§ RECORDS SUPPLIED:
//! Layout engine: converts a parsed flowchart into positioned boxes and routed edges.
//!
//! Nodes are ranked by breadth-first depth from the sources, stacked rank by
//! rank along the flow direction and centered across it. Edges to the next
//! rank bend once in the gap between ranks; every other edge (back, within a
//! rank, or skipping ranks) runs through the gaps out to its own lane beside
//! the nodes.

use std::collections::{HashMap, VecDeque};
use std::fmt::Write as _;

use super::ast::{Direction, EdgeStyle, Flowchart, Node, NodeShape};

// Layout constants (in SVG user units).
const NODE_MIN_W: f64 = 140.0;
const NODE_H: f64 = 48.0;
const CAPTION_H: f64 = 20.0;
const CHAR_W: f64 = 8.5;
const NODE_PAD_X: f64 = 18.0;
const RANK_GAP: f64 = 72.0;
const NODE_GAP: f64 = 40.0;
const LANE_GAP: f64 = 28.0;
const MARGIN: f64 = 24.0;

pub const DEFAULT_FILL: &str = "#E3F2FD";
pub const DEFAULT_STROKE: &str = "#2196F3";

/// A point in SVG user units.
#[derive(Debug, Clone, Copy, Default, PartialEq)]
pub struct Point {
    pub x: f64,
    pub y: f64,
}

impl Point {
    #[must_use]
    pub const fn new(x: f64, y: f64) -> Self {
        Self { x, y }
    }
}

/// A node box ready to draw. `id` is the tag the page binds activations to.
#[derive(Debug, Clone, PartialEq)]
pub struct PlacedNode {
    pub id: String,
    pub label: String,
    pub caption: Option<String>,
    pub shape: NodeShape,
    pub x: f64,
    pub y: f64,
    pub width: f64,
    pub height: f64,
    pub fill: String,
    pub stroke: String,
}

impl PlacedNode {
    #[must_use]
    pub fn center(&self) -> Point {
        Point::new(self.x + self.width / 2.0, self.y + self.height / 2.0)
    }

    /// Whether two boxes share any interior area.
    #[cfg(test)]
    #[must_use]
    pub fn overlaps(&self, other: &Self) -> bool {
        self.x < other.x + other.width
            && other.x < self.x + self.width
            && self.y < other.y + other.height
            && other.y < self.y + self.height
    }
}

/// A routed edge as a polyline.
#[derive(Debug, Clone, PartialEq)]
pub struct PlacedEdge {
    pub points: Vec<Point>,
    pub label: Option<String>,
    /// Center of the label text, when there is a label.
    pub label_at: Option<Point>,
    pub style: EdgeStyle,
}

impl PlacedEdge {
    /// SVG path data (`M x,y L x,y ...`) for the polyline.
    #[must_use]
    pub fn path_data(&self) -> String {
        let mut d = String::new();
        for (i, p) in self.points.iter().enumerate() {
            let cmd = if i == 0 { 'M' } else { 'L' };
            if i > 0 {
                d.push(' ');
            }
            let _ = write!(d, "{cmd}{},{}", p.x, p.y);
        }
        d
    }
}

/// A laid-out diagram.
#[derive(Debug, Clone, Default, PartialEq)]
pub struct Layout {
    pub width: f64,
    pub height: f64,
    pub nodes: Vec<PlacedNode>,
    pub edges: Vec<PlacedEdge>,
}

impl Layout {
    /// Find a node by its tag.
    #[cfg(test)]
    #[must_use]
    pub fn node(&self, id: &str) -> Option<&PlacedNode> {
        self.nodes.iter().find(|n| n.id == id)
    }

    /// SVG `viewBox` attribute value.
    #[must_use]
    pub fn view_box(&self) -> String {
        format!("0 0 {} {}", self.width, self.height)
    }
}

/// Lay out a parsed flowchart.
#[must_use]
pub fn layout(chart: &Flowchart) -> Layout {
    let node_count = chart.nodes.len();
    if node_count == 0 {
        return Layout::default();
    }

    let index: HashMap<&str, usize> = chart
        .nodes
        .iter()
        .enumerate()
        .map(|(i, node)| (node.id.as_str(), i))
        .collect();
    let resolved: Vec<Option<(usize, usize)>> = chart
        .edges
        .iter()
        .map(|e| Some((*index.get(e.from.as_str())?, *index.get(e.to.as_str())?)))
        .collect();
    let links: Vec<(usize, usize)> = resolved.iter().flatten().copied().collect();

    let ranks = assign_ranks(node_count, &links);
    let vertical = chart.direction.is_vertical();
    let sizes: Vec<(f64, f64)> = chart.nodes.iter().map(node_size).collect();
    let main_of = |(w, h): (f64, f64)| if vertical { h } else { w };
    let cross_of = |(w, h): (f64, f64)| if vertical { w } else { h };

    let rank_count = ranks.iter().max().map_or(0, |r| r + 1);
    let mut by_rank: Vec<Vec<usize>> = vec![Vec::new(); rank_count];
    for (i, &r) in ranks.iter().enumerate() {
        by_rank[r].push(i);
    }

    // Extent of each rank along the flow (main) axis.
    let thickness: Vec<f64> = by_rank
        .iter()
        .map(|members| members.iter().map(|&i| main_of(sizes[i])).fold(0.0, f64::max))
        .collect();
    let mut main_start = Vec::with_capacity(rank_count);
    let mut cursor = 0.0;
    for t in &thickness {
        main_start.push(cursor);
        cursor += t + RANK_GAP;
    }
    let total_main = cursor - RANK_GAP;

    // Extent of each rank across the flow.
    let spans: Vec<f64> = by_rank
        .iter()
        .map(|members| {
            let sum: f64 = members.iter().map(|&i| cross_of(sizes[i])).sum();
            #[allow(clippy::cast_precision_loss)]
            let gaps = NODE_GAP * members.len().saturating_sub(1) as f64;
            sum + gaps
        })
        .collect();
    let total_cross = spans.iter().copied().fold(0.0, f64::max);

    // Top-left corner of each node in (main, cross) space.
    let mut origin = vec![(0.0, 0.0); node_count];
    for (r, members) in by_rank.iter().enumerate() {
        let mut cross = (total_cross - spans[r]) / 2.0;
        for &i in members {
            let main = main_start[r] + (thickness[r] - main_of(sizes[i])) / 2.0;
            origin[i] = (main, cross);
            cross += cross_of(sizes[i]) + NODE_GAP;
        }
    }

    // Route edges in (main, cross) space.
    let rank_end = |r: usize| main_start[r] + thickness[r];
    let mut lanes = 0_usize;
    let mut routes: Vec<(usize, Vec<(f64, f64)>)> = Vec::with_capacity(links.len());
    for (edge_idx, link) in resolved.iter().enumerate() {
        let Some((from, to)) = *link else {
            continue;
        };
        let (fm, fc) = origin[from];
        let (tm, tc) = origin[to];
        let f_mid = fc + cross_of(sizes[from]) / 2.0;
        let t_mid = tc + cross_of(sizes[to]) / 2.0;
        let start = (fm + main_of(sizes[from]), f_mid);
        let end = (tm, t_mid);

        let points = if ranks[to] == ranks[from] + 1 {
            if (start.1 - end.1).abs() < f64::EPSILON {
                vec![start, end]
            } else {
                let mid = f64::midpoint(start.0, end.0);
                vec![start, (mid, start.1), (mid, end.1), end]
            }
        } else {
            // Leave through the gap after the source rank, travel in a lane
            // past every node, and come back through the gap before the
            // target rank.
            lanes += 1;
            #[allow(clippy::cast_precision_loss)]
            let lane = total_cross + LANE_GAP * lanes as f64;
            let exit = rank_end(ranks[from]) + RANK_GAP / 2.0;
            let entry = main_start[ranks[to]] - RANK_GAP / 2.0;
            vec![start, (exit, f_mid), (exit, lane), (entry, lane), (entry, t_mid), end]
        };
        routes.push((edge_idx, points));
    }

    // Lane routes may reach half a gap beyond the first and last rank.
    let (main_lo, main_hi) = routes
        .iter()
        .flat_map(|(_, route)| route.iter().map(|&(m, _)| m))
        .fold((0.0_f64, total_main), |(lo, hi), m| (lo.min(m), hi.max(m)));
    let main_extent = main_hi - main_lo;

    #[allow(clippy::cast_precision_loss)]
    let cross_extent = total_cross + LANE_GAP * lanes as f64;
    let direction = chart.direction;
    let to_point = |main: f64, cross: f64| -> Point {
        let main = main - main_lo;
        let (x, y) = match direction {
            Direction::TopDown => (cross, main),
            Direction::BottomUp => (cross, main_extent - main),
            Direction::LeftRight => (main, cross),
            Direction::RightLeft => (main_extent - main, cross),
        };
        Point::new(x + MARGIN, y + MARGIN)
    };

    let nodes = chart
        .nodes
        .iter()
        .enumerate()
        .map(|(i, node)| {
            let (main, cross) = origin[i];
            let a = to_point(main, cross);
            let b = to_point(main + main_of(sizes[i]), cross + cross_of(sizes[i]));
            place_node(node, a.x.min(b.x), a.y.min(b.y), (a.x - b.x).abs(), (a.y - b.y).abs())
        })
        .collect();

    let edges = routes
        .into_iter()
        .map(|(edge_idx, route)| {
            let edge = &chart.edges[edge_idx];
            let points: Vec<Point> = route.into_iter().map(|(m, c)| to_point(m, c)).collect();
            let label_at = edge.label.as_ref().map(|_| label_anchor(&points));
            PlacedEdge { points, label: edge.label.clone(), label_at, style: edge.style }
        })
        .collect();

    let (width, height) = if vertical {
        (cross_extent, main_extent)
    } else {
        (main_extent, cross_extent)
    };

    Layout { width: width + 2.0 * MARGIN, height: height + 2.0 * MARGIN, nodes, edges }
}

/// Rank nodes by breadth-first depth, starting from nodes without incoming
/// edges. Nodes only reachable through a cycle start a new search at rank 0.
fn assign_ranks(node_count: usize, links: &[(usize, usize)]) -> Vec<usize> {
    let mut has_incoming = vec![false; node_count];
    for &(from, to) in links {
        if from != to {
            has_incoming[to] = true;
        }
    }

    let mut rank: Vec<Option<usize>> = vec![None; node_count];
    let sources: Vec<usize> = (0..node_count).filter(|&i| !has_incoming[i]).collect();
    for start in sources.into_iter().chain(0..node_count) {
        if rank[start].is_some() {
            continue;
        }
        rank[start] = Some(0);
        let mut queue = VecDeque::from([start]);
        while let Some(current) = queue.pop_front() {
            let next = rank[current].map_or(0, |r| r + 1);
            for &(from, to) in links {
                if from == current && rank[to].is_none() {
                    rank[to] = Some(next);
                    queue.push_back(to);
                }
            }
        }
    }

    rank.into_iter().map(|r| r.unwrap_or(0)).collect()
}

fn node_size(node: &Node) -> (f64, f64) {
    let longest = node
        .caption
        .as_deref()
        .map_or(0, str::len)
        .max(node.label.len());
    #[allow(clippy::cast_precision_loss)]
    let text_w = longest as f64 * CHAR_W;
    let width = (text_w + 2.0 * NODE_PAD_X).max(NODE_MIN_W);
    let height = if node.caption.is_some() { NODE_H + CAPTION_H } else { NODE_H };
    (width, height)
}

fn place_node(node: &Node, x: f64, y: f64, width: f64, height: f64) -> PlacedNode {
    let style = node.style.clone().unwrap_or_default();
    PlacedNode {
        id: node.id.clone(),
        label: node.label.clone(),
        caption: node.caption.clone(),
        shape: node.shape,
        x,
        y,
        width,
        height,
        fill: style.fill.unwrap_or_else(|| DEFAULT_FILL.to_owned()),
        stroke: style.stroke.unwrap_or_else(|| DEFAULT_STROKE.to_owned()),
    }
}

/// Midpoint of the middle segment of a polyline.
fn label_anchor(points: &[Point]) -> Point {
    match points {
        [] => Point::default(),
        [only] => *only,
        _ => {
            let seg = (points.len() - 1) / 2;
            let (a, b) = (points[seg], points[seg + 1]);
            Point::new(f64::midpoint(a.x, b.x), f64::midpoint(a.y, b.y))
        }
    }
}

§ WHAT YOU HAVE TO DO:
Every line of the material above that has the string "spans" needs pulling out.

§ PROBLEM SOLUTION:
    let spans: Vec<f64> = by_rank
    let total_cross = spans.iter().copied().fold(0.0, f64::max);
        let mut cross = (total_cross - spans[r]) / 2.0;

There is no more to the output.